El estado de las cárceles que el Estado invisibiliza

Las condiciones en los penales que ha transitado varían pero sostienen, a su vez, constantes muy complejas. Acorde a los dichos de esta madre de familia, el hacinamiento y las adicciones complican la convivencia y, sobre todo, la posibilidad de que las personas privadas de la libertad puedan reencauzar sus vidas lejos del delito que las llevó a estar confinadas.

A estos contextos alejados de la dignidad, que incluyen no tener garantizados los insumos de limpieza más básicos en tiempos de pandemia, se suman las dificultades para acceder a oficios y a espacios educativos que sí tienen en un poco mejores condiciones -nunca las recomendadas- los varones de otros complejos penitenciarios. En el caso de las mujeres, por ejemplo, la costura, peluquería y otras actividades estereotipadas son exclusivas y cuentan con talleres y espacios pobremente equipados.

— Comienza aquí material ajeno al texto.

//! SimEngine - deterministic reference engine.

use async_trait::async_trait;
use ic10lab_env::{Engine, EngineError, Environment};
use tracing::debug;

use crate::session::SimSession;

/// Default seed for the `rand` instruction.
pub const DEFAULT_SEED: u64 = 42;

/// Builds [`SimSession`]s. Sessions built with the same seed from the same
/// environment execute identically.
#[derive(Debug, Clone)]
pub struct SimEngine {
    seed: u64,
}

impl Default for SimEngine {
    fn default() -> Self {
        Self { seed: DEFAULT_SEED }
    }
}

impl SimEngine {
    pub fn new() -> Self {
        Self::default()
    }

    pub fn with_seed(mut self, seed: u64) -> Self {
        self.seed = seed;
        self
    }

    pub fn seed(&self) -> u64 {
        self.seed
    }
}

#[async_trait]
impl Engine for SimEngine {
    type Session = SimSession;

    async fn construct(&self, env: &Environment) -> Result<SimSession, EngineError> {
        debug!(
            "constructing session: {} chip(s), {} device(s), {} network(s)",
            env.chips.len(),
            env.devices.len(),
            env.networks.len()
        );
        SimSession::new(env, self.seed)
    }

    fn name(&self) -> &str {
        "ic10lab-sim"
    }
}
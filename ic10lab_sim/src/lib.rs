//! ic10lab Reference Engine
//!
//! A small deterministic engine for programmable-chip environments. It
//! implements the [`Engine`](ic10lab_env::Engine) contract so the session
//! controller can drive it, and backs the `ic10lab` CLI.
//!
//! # Architecture
//!
//! ```text
//! ┌─────────────────────────────────────────────────────────────┐
//! │                         SimSession                          │
//! │  ┌──────────┐   ┌──────────┐                                │
//! │  │ Runner 1 │   │ Runner 2 │   ...   (ascending chip id)    │
//! │  │ sandbox  │   │ sandbox  │                                │
//! │  │ live     │   │ live     │                                │
//! │  └────┬─────┘   └────┬─────┘                                │
//! │       │  s / l       │                                      │
//! │  ┌────▼──────────────▼─────────────────────┐                │
//! │  │ SimWorld (device props, network channels)│               │
//! │  └─────────────────────────────────────────┘                │
//! └─────────────────────────────────────────────────────────────┘
//! ```
//!
//! # Usage
//!
//! ```ignore
//! use ic10lab_core::{LabConfig, SessionController};
//! use ic10lab_sim::{SampleId, SimEngine};
//!
//! let controller = SessionController::open(SimEngine::new(), LabConfig::default())?;
//! controller.edit(SampleId::Counter.yaml());
//! controller.load().await;
//! controller.run(Some(10)).await;
//! ```

mod engine;
mod program;
mod runner;
mod session;
mod world;
pub mod commands;
pub mod scenarios;

pub use engine::{SimEngine, DEFAULT_SEED};
pub use program::{Instruction, Line, Program, Target};
pub use runner::SimRunner;
pub use scenarios::SampleId;
pub use session::SimSession;
pub use world::SimWorld;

Según las palabras de la amabilísima entrevistada, las cárceles están llenas de ladrones de poca monta aunque afuera de ellas las personas crean que la composición es mayoritariamente de condenados por violaciones y asesinatos.

La parafernalia de Petri

Para Lola, la casi inalcanzable esperanza de mejorar o salir del círculo vicioso del delito y la pobreza se agravó aún más con la llamada Ley Petri.

En 2012 un legislador de la Unión Cívica Radical se destacaba del resto porque podía hablar muy rápido, con un sesgo de convicción razonable y era alto y bien parecido.

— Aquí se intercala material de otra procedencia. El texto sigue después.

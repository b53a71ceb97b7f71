//! Lifecycle traits implemented by an execution engine.

use async_trait::async_trait;

use crate::error::EngineError;
use crate::model::Environment;
use crate::types::{DiagnosticRecord, UnitId};

/// Factory for live simulation sessions.
///
/// The engine is stateless from the controller's point of view: every call
/// to [`Engine::construct`] yields a fresh, independent [`Session`]. Sessions
/// are never updated in place.
///
/// # Implementations
///
/// - **External**: adapter around the real chip engine
/// - **Reference**: `SimEngine` - deterministic interpreter used in tests
#[async_trait]
pub trait Engine: Send + Sync + 'static {
    /// The session type produced by this engine.
    type Session: Session;

    /// Builds a new session from a validated environment.
    ///
    /// # Returns
    /// * `Ok(session)` - Environment accepted, units not yet initialized
    /// * `Err(EngineError::Rejected)` - Environment is structurally valid but
    ///   the engine cannot instantiate it (duplicate ids, dangling references)
    async fn construct(&self, env: &Environment) -> Result<Self::Session, EngineError>;

    /// Short engine name, used in log lines.
    fn name(&self) -> &str;
}

/// One instantiated simulation.
///
/// Exclusively owned by the session controller. Only one session is stepped
/// at a time, and it is never stepped before `initialize_units` returned
/// `Ok(true)`.
#[async_trait]
pub trait Session: Send + 'static {
    /// Prepares every unit for execution.
    ///
    /// Returns `Ok(false)` if the configuration is rejected at the unit level;
    /// the units' sandbox diagnostics explain why.
    async fn initialize_units(&mut self) -> Result<bool, EngineError>;

    /// Advances the simulation by one tick.
    ///
    /// Returns `Ok(false)` once no unit can make further progress.
    async fn step_once(&mut self) -> Result<bool, EngineError>;

    /// Encodes the present live state back into configuration form.
    ///
    /// Total: never fails, and the result is always encodable.
    fn snapshot(&self) -> Environment;

    /// Read-only view of the units, in ascending id order.
    fn units(&self) -> Vec<&dyn ExecutionUnit>;

    /// Mutable view of the units, in ascending id order.
    fn units_mut(&mut self) -> Vec<&mut dyn ExecutionUnit>;

    /// Ids of all units, in ascending order.
    fn unit_ids(&self) -> Vec<UnitId> {
        self.units().iter().map(|unit| unit.id()).collect()
    }
}

/// One chip's execution context ("runner").
///
/// Each unit carries two evaluation contexts: a sandbox pass that pre-checks
/// the program, and the live context advanced by `step_once`. Diagnostics
/// from both are queued until drained; draining consumes them.
pub trait ExecutionUnit: Send {
    /// Stable id assigned at configuration time.
    fn id(&self) -> UnitId;

    /// Program source executed by this unit.
    fn program(&self) -> &str;

    /// Index of the next line to execute in the live context.
    fn program_counter(&self) -> usize;

    /// True once the live context can no longer make progress.
    fn is_halted(&self) -> bool;

    /// Takes all pending sandbox diagnostics, oldest first.
    fn drain_sandbox_diagnostics(&mut self) -> Vec<DiagnosticRecord>;

    /// Takes all pending live diagnostics, oldest first.
    fn drain_live_diagnostics(&mut self) -> Vec<DiagnosticRecord>;
}
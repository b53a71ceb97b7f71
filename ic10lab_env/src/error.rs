//! Error types for the engine abstraction.

use thiserror::Error;

use crate::types::UnitId;

/// Errors raised by an execution engine.
#[derive(Debug, Clone, PartialEq, Error)]
pub enum EngineError {
    /// The environment could not be instantiated (duplicate ids, dangling references)
    #[error("Engine rejected environment: {0}")]
    Rejected(String),

    /// A unit raised an unrecoverable fault while stepping
    #[error("[chip: {unit}] {message}")]
    Fault { unit: UnitId, message: String },

    /// Engine-internal failure unrelated to the environment
    #[error("Engine error: {0}")]
    Internal(String),
}

impl EngineError {
    /// Creates a rejection error.
    pub fn rejected(msg: impl Into<String>) -> Self {
        Self::Rejected(msg.into())
    }

    /// Creates a fault raised by a specific unit.
    pub fn fault(unit: UnitId, msg: impl Into<String>) -> Self {
        Self::Fault {
            unit,
            message: msg.into(),
        }
    }
}

#[cfg(test)]
mod tests {
    use super::*;

    #[test]
    fn test_engine_error_display() {
        let err = EngineError::fault(UnitId(3), "halt and catch fire");
        assert_eq!(err.to_string(), "[chip: 3] halt and catch fire");

        let err = EngineError::rejected("duplicate chip id 1");
        assert_eq!(err.to_string(), "Engine rejected environment: duplicate chip id 1");
    }
}
//! Lab configuration.

use std::path::PathBuf;

use crate::schema::SchemaSource;

/// Configuration for a [`SessionController`](crate::SessionController).
#[derive(Debug, Clone)]
pub struct LabConfig {
    /// Directory of the sled database holding the editor text (`None` = not persisted)
    pub store_path: Option<PathBuf>,

    /// Environment schema source (default: bundled)
    pub schema: SchemaSource,

    /// Upper bound on ticks executed by one `run` call (default: 10 000)
    pub max_run_steps: u64,
}

impl Default for LabConfig {
    fn default() -> Self {
        Self {
            store_path: None,
            schema: SchemaSource::Bundled,
            max_run_steps: 10_000,
        }
    }
}

impl LabConfig {
    pub fn with_store_path(mut self, path: impl Into<PathBuf>) -> Self {
        self.store_path = Some(path.into());
        self
    }

    pub fn with_schema(mut self, schema: SchemaSource) -> Self {
        self.schema = schema;
        self
    }

    pub fn with_max_run_steps(mut self, steps: u64) -> Self {
        self.max_run_steps = steps;
        self
    }
}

Supo este diputado provincial provocar en uno de los puntos neurálgicos de las preocupaciones de una provincia virada definitivamente hacia el discurso de odio y el castigo como solución mágica orientada a disciplinar a los sectores populares. Petri interpeló a esas personas que, mientras miraban aterradas los crímenes terribles en el prime time del Noticiero 9, confiaron en la mano dura para legislar sobre la manera en que las presas y los presos debían desarrollar sus penas en unas cárceles ya hacinadas y repletas de mendocinas y mendocinos de bajísimos recursos.

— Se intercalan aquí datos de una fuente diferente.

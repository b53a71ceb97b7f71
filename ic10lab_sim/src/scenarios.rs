//! Built-in sample environments.

/// Sample identifiers
#[derive(Debug, Clone, Copy, PartialEq, Eq)]
pub enum SampleId {
    /// One housed chip counting forever
    Counter,

    /// Two chips passing a value over a data network
    Relay,

    /// Housing, autolathe and two networks; a short straight-line program
    Showcase,

    /// A program the sandbox refuses to load
    Broken,
}

impl SampleId {
    /// Returns a list of all samples.
    pub fn all() -> Vec<SampleId> {
        vec![
            SampleId::Counter,
            SampleId::Relay,
            SampleId::Showcase,
            SampleId::Broken,
        ]
    }

    /// Returns the sample name.
    pub fn name(&self) -> &'static str {
        match self {
            SampleId::Counter => "counter",
            SampleId::Relay => "relay",
            SampleId::Showcase => "showcase",
            SampleId::Broken => "broken",
        }
    }

    /// Returns a description of the sample.
    pub fn description(&self) -> &'static str {
        match self {
            SampleId::Counter => "Increments r0 every other tick and mirrors it to the housing's Setting",
            SampleId::Relay => "Chip 1 publishes on Channel0 until 50, chip 2 forwards the final value to a console",
            SampleId::Showcase => "Every section of the format: registers, props, slots, reagents, two networks",
            SampleId::Broken => "Unknown instruction and a missing device; initialization faults",
        }
    }

    /// Parses a sample name.
    pub fn from_name(name: &str) -> Option<SampleId> {
        match name {
            "counter" => Some(SampleId::Counter),
            "relay" => Some(SampleId::Relay),
            "showcase" => Some(SampleId::Showcase),
            "broken" => Some(SampleId::Broken),
            _ => None,
        }
    }

    /// The sample's YAML text.
    pub fn yaml(&self) -> &'static str {
        match self {
            SampleId::Counter => COUNTER,
            SampleId::Relay => RELAY,
            SampleId::Showcase => SHOWCASE,
            SampleId::Broken => BROKEN,
        }
    }
}

const COUNTER: &str = r#"version: 1
chips:
  - id: 1
    code: |
      start:
      add r0 r0 1
      s db Setting r0
      yield
      j start
devices:
  - id: 1
    PrefabName: StructureCircuitHousing
    chip: 1
    ports:
      - port: default
        network: base
    props:
      - name: Setting
        value: 0
networks:
  - id: base
    type: data
"#;

const RELAY: &str = r#"version: 1
chips:
  - id: 1
    code: |
      move r0 0
      loop:
      add r0 r0 5
      s base Channel0 r0
      yield
      blt r0 50 loop
  - id: 2
    code: |
      wait:
      yield
      l r1 base Channel0
      blt r1 50 wait
      s d2 Setting r1
devices:
  - id: 2
    PrefabName: StructureConsole
    ports:
      - port: default
        network: base
networks:
  - id: base
    type: data
"#;

const SHOWCASE: &str = r#"version: 1
chips:
  - id: 1
    register_length: 18
    stack_length: 512
    SP: 16
    RA: 17
    registers:
      - name: r1
        value: 10
    stack: []
    code: |
      move r0 1
      move r2 2
      move r3 3
      move r4 4
devices:
  - id: 1
    PrefabName: StructureCircuitHousingCompact
    name: MyDevice
    chip: 1
    ports:
      - port: default
        network: base
    props:
      - name: Setting
        value: 10
      - name: Mode
        value: 12
  - id: 2
    PrefabName: StructureAutolathe
    ports:
      - port: default
        network: base
    slots:
      - index: 1
        item: ItemIronOre
        amount: 25
    reagents:
      - name: Iron
        amount: 100
networks:
  - id: base
    type: data
    props:
      - name: Channel0
        value: 10
      - name: Channel1
        value: 1
  - id: power
    type: power
"#;

const BROKEN: &str = r#"version: 1
chips:
  - id: 1
    code: |
      move r0 1
      jump r0
      l r1 d9 Setting
"#;

#[cfg(test)]
mod tests {
    use super::*;
    use ic10lab_core::{SchemaValidator, ValidationPipeline};
    use std::sync::Arc;

    #[test]
    fn test_sample_names_round_trip() {
        for sample in SampleId::all() {
            assert_eq!(SampleId::from_name(sample.name()), Some(sample));
            assert!(!sample.description().is_empty());
        }
        assert_eq!(SampleId::from_name("nope"), None);
    }

    #[test]
    fn test_samples_pass_validation() {
        let pipeline = ValidationPipeline::new(Arc::new(SchemaValidator::bundled().unwrap()));
        for sample in SampleId::all() {
            let report = pipeline.validate(sample.yaml());
            assert!(report.valid, "{} failed: {:?}", sample.name(), report.lines());
        }
    }
}
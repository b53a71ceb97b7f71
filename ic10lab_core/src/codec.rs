//! Config Codec - YAML text <-> configuration value
//!
//! Decoding goes YAML text → `serde_yaml::Value` → `serde_json::Value`, so
//! the schema validator sees the same dynamic value regardless of how the
//! document was formatted. Encoding never reproduces the author's formatting;
//! it only guarantees semantic idempotence:
//!
//! ```text
//! decode(encode(decode(text))) == decode(text)
//! ```

use ic10lab_env::Environment;
use serde_json::Value;
use thiserror::Error;

/// Malformed structured text. Unrelated to schema conformance.
#[derive(Debug, Clone, PartialEq, Eq, Error)]
#[error("{message}")]
pub struct DecodeError {
    pub message: String,

    /// 1-based line of the offending token, when the parser reports one
    pub line: Option<usize>,

    /// 1-based column of the offending token
    pub column: Option<usize>,
}

impl DecodeError {
    pub fn new(message: impl Into<String>) -> Self {
        Self {
            message: message.into(),
            line: None,
            column: None,
        }
    }

    fn from_yaml(err: serde_yaml::Error) -> Self {
        let location = err.location();
        Self {
            message: err.to_string(),
            line: location.as_ref().map(|loc| loc.line()),
            column: location.as_ref().map(|loc| loc.column()),
        }
    }
}

/// A value could not be serialized back to text.
#[derive(Debug, Error)]
#[error("Encode error: {0}")]
pub struct EncodeError(String);

/// Decodes YAML text into a dynamic configuration value.
///
/// Fails on the first syntax error; no partial value is produced. Numbers
/// such as `.inf` or `.nan` have no JSON counterpart and are rejected.
pub fn decode(text: &str) -> Result<Value, DecodeError> {
    let yaml: serde_yaml::Value = serde_yaml::from_str(text).map_err(DecodeError::from_yaml)?;
    if let Some(number) = non_finite(&yaml) {
        return Err(DecodeError::new(format!("unsupported non-finite number {}", number)));
    }
    serde_json::to_value(yaml).map_err(|e| DecodeError::new(e.to_string()))
}

fn non_finite(value: &serde_yaml::Value) -> Option<f64> {
    match value {
        serde_yaml::Value::Number(number) => number.as_f64().filter(|n| !n.is_finite()),
        serde_yaml::Value::Sequence(items) => items.iter().find_map(non_finite),
        serde_yaml::Value::Mapping(map) => map
            .iter()
            .find_map(|(key, value)| non_finite(key).or_else(|| non_finite(value))),
        serde_yaml::Value::Tagged(tagged) => non_finite(&tagged.value),
        _ => None,
    }
}

/// Encodes a dynamic value as YAML text.
pub fn encode_value(value: &Value) -> Result<String, EncodeError> {
    serde_yaml::to_string(value).map_err(|e| EncodeError(e.to_string()))
}

/// Encodes a typed environment (a session snapshot) as YAML text.
///
/// `Environment` holds only strings, numbers and sequences, so this only
/// fails if the YAML emitter itself fails.
pub fn encode(env: &Environment) -> Result<String, EncodeError> {
    serde_yaml::to_string(env).map_err(|e| EncodeError(e.to_string()))
}

/// Converts a schema-checked dynamic value into the typed model.
pub fn to_environment(value: Value) -> Result<Environment, serde_json::Error> {
    serde_json::from_value(value)
}
/// Lifecycle of the controller's live session.
#[derive(Debug, Clone, Copy, PartialEq, Eq, Serialize)]
#[serde(rename_all = "lowercase")]
pub enum LifecycleState {
    /// Nothing initialized yet
    Idle,
    /// An `initialize` call is in flight
    Loading,
    /// A live session can be stepped
    Ready,
    /// The last initialize or step failed
    Faulted,
    /// The session reported that no unit can make progress
    Finished,
}

impl std::fmt::Display for LifecycleState {
    fn fmt(&self, f: &mut std::fmt::Formatter<'_>) -> std::fmt::Result {
        let label = match self {
            LifecycleState::Idle => "idle",
            LifecycleState::Loading => "loading",
            LifecycleState::Ready => "ready",
            LifecycleState::Faulted => "faulted",
            LifecycleState::Finished => "finished",
        };
        f.write_str(label)
    }
}

/// Read-only view of one execution unit, for tab rendering.
#[derive(Debug, Clone, PartialEq, Eq, Serialize)]
pub struct UnitView {
    pub id: UnitId,
    pub program: String,
    pub program_counter: usize,
    pub halted: bool,
}

impl UnitView {
    fn of(unit: &dyn ExecutionUnit) -> Self {
        Self {
            id: unit.id(),
            program: unit.program().to_string(),
            program_counter: unit.program_counter(),
            halted: unit.is_halted(),
        }
    }
}

fn unit_views<S: Session + ?Sized>(session: &S) -> Vec<UnitView> {
    let mut views: Vec<UnitView> = session.units().into_iter().map(UnitView::of).collect();
    views.sort_by_key(|view| view.id);
    views
}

Petri logró que quienes reincidieran no accedieran a la progresividad de la pena, que es un pilar del tratamiento que reciben internas e internos para que puedan intentar no reincidir, sellando así el espiral sin salida impuesto por un Estado que no contempla las inequidades y presupone un ideal de igualdad de oportunidades ficticio y contraproducente.

Pararse frente a la adversidad

A partir del contacto con Emilia Muñiz –alfabetizadora- y Gabriela Fioccheta –tallerista e integrante de La Mosquitera-, Lola desarrolló distintas actividades que la llevaron a pensar que podían generar acciones para modificar ese terrible estado de situación en el régimen penitenciario.

El tiempo pasó y la mujer puedo acceder al derecho de completar la condena en su hogar. Ya fuera del penal, el reencuentro con Emilia y Gabriela dio como fruto un nombre para ese colectivo que intenta empoderar a las mujeres recluidas a partir del conocimiento de sus derechos.

“¿Cómo se llaman esas plantas que son fuertes y resisten mucho?”, le preguntó a Gabriela. “Suculentas”, respondió. “Así nos tenemos que llamar”, bautizó Lola a la nueva organización.

Por estos días las Suculentas están peleando, entre otras acciones, para que los baños de la Unidad Almafuerte II tengan puertas y las detenidas cuenten con un lugar para colgar la ropa que lavan. Además, brindan talleres de Educación Sexual Integral a internas de varios penales.

Mirar para otro lado no hace que los problemas desaparezcan

Los Estados que más invierten en sus políticas de inclusión obtienen tasas de reiterancia y reincidencia menores y observan una disminución de crímenes violentos asociados con robos y atentados contra la propiedad.

En la otra vereda están los iluminados que insisten con tratar como descartables a las personas que no se “adaptan” al sistema y delinquen repetidamente, siempre y cuando no sean los poderosos.

Estas políticas de mugre bajo la alfombra no hacen más que postergar la solución de una problemática mayúscula que crece al ritmo del aumento de la población carcelaria que, como ya es sabido, conforman -sin alternativas reales- una progresión de escuela de delito para los internos y de violencia institucional en manos de los carceleros.